Task brief: Exactly the lines from the first line of the listing through the line containing "use crate::error::ConfigError;" should appear in the output, unchanged.

Information provided:

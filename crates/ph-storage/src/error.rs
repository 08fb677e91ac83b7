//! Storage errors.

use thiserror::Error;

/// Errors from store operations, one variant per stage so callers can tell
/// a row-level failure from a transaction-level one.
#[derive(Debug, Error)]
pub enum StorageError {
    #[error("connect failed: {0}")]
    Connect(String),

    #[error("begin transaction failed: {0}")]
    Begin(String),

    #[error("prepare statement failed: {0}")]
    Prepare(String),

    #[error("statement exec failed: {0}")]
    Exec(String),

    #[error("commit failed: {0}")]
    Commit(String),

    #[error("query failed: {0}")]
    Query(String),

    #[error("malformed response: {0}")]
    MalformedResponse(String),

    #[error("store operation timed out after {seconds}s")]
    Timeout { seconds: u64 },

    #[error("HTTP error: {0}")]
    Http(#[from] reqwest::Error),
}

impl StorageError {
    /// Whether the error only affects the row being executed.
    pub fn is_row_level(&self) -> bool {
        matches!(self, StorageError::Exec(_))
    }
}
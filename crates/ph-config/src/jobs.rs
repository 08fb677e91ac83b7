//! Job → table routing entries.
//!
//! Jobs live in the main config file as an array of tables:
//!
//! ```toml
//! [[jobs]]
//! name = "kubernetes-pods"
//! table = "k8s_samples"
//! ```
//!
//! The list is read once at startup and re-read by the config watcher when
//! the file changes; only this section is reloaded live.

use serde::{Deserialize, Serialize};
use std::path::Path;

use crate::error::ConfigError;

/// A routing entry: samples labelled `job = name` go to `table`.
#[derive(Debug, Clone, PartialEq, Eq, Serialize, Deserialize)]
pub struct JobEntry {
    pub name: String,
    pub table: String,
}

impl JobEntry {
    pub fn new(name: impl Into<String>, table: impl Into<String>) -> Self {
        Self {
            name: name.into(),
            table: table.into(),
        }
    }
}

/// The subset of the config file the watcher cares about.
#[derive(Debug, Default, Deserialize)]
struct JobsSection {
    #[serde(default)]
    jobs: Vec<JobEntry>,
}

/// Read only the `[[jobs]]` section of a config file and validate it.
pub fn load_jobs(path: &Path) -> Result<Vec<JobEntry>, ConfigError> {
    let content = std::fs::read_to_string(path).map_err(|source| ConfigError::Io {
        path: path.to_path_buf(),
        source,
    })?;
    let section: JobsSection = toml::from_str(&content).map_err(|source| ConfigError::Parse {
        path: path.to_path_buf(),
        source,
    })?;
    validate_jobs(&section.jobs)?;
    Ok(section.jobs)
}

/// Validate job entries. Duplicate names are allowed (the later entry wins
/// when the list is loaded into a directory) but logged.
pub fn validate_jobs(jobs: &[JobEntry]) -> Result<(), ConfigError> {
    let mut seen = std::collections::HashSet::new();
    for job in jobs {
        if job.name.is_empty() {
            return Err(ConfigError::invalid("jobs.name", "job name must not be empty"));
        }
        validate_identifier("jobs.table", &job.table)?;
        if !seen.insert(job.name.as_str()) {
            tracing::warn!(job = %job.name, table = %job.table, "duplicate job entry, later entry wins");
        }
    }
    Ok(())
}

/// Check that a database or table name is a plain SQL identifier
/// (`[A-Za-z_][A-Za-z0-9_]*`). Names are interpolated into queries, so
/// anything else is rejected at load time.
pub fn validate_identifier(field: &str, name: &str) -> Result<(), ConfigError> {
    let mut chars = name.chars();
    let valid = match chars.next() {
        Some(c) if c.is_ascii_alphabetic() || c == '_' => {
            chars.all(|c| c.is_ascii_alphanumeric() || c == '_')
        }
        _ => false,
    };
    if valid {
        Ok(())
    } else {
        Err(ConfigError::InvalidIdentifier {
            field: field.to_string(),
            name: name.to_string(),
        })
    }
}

Output of the exercise:
filename crates/ph-storage/src/error.rs
repository 08fb677e91ac83b7
//! Storage errors.

use thiserror::Error;

/// Errors from store operations, one variant per stage so callers can tell
/// a row-level failure from a transaction-level one.
#[derive(Debug, Error)]
pub enum StorageError {
    #[error("connect failed: {0}")]
    Connect(String),

    #[error("begin transaction failed: {0}")]
    Begin(String),

    #[error("prepare statement failed: {0}")]
    Prepare(String),

    #[error("statement exec failed: {0}")]
    Exec(String),

    #[error("commit failed: {0}")]
    Commit(String),

    #[error("query failed: {0}")]
    Query(String),

    #[error("malformed response: {0}")]
    MalformedResponse(String),

    #[error("store operation timed out after {seconds}s")]
    Timeout { seconds: u64 },

    #[error("HTTP error: {0}")]
    Http(#[from] reqwest::Error),
}

impl StorageError {
    /// Whether the error only affects the row being executed.
    pub fn is_row_level(&self) -> bool {
        matches!(self, StorageError::Exec(_))
    }
}
filename crates/ph-config/src/jobs.rs
repository 08fb677e91ac83b7
//! Job → table routing entries.
//!
//! Jobs live in the main config file as an array of tables:
//!
//! ```toml
//! [[jobs]]
//! name = "kubernetes-pods"
//! table = "k8s_samples"
//! ```
//!
//! The list is read once at startup and re-read by the config watcher when
//! the file changes; only this section is reloaded live.

use serde::{Deserialize, Serialize};
use std::path::Path;

use crate::error::ConfigError;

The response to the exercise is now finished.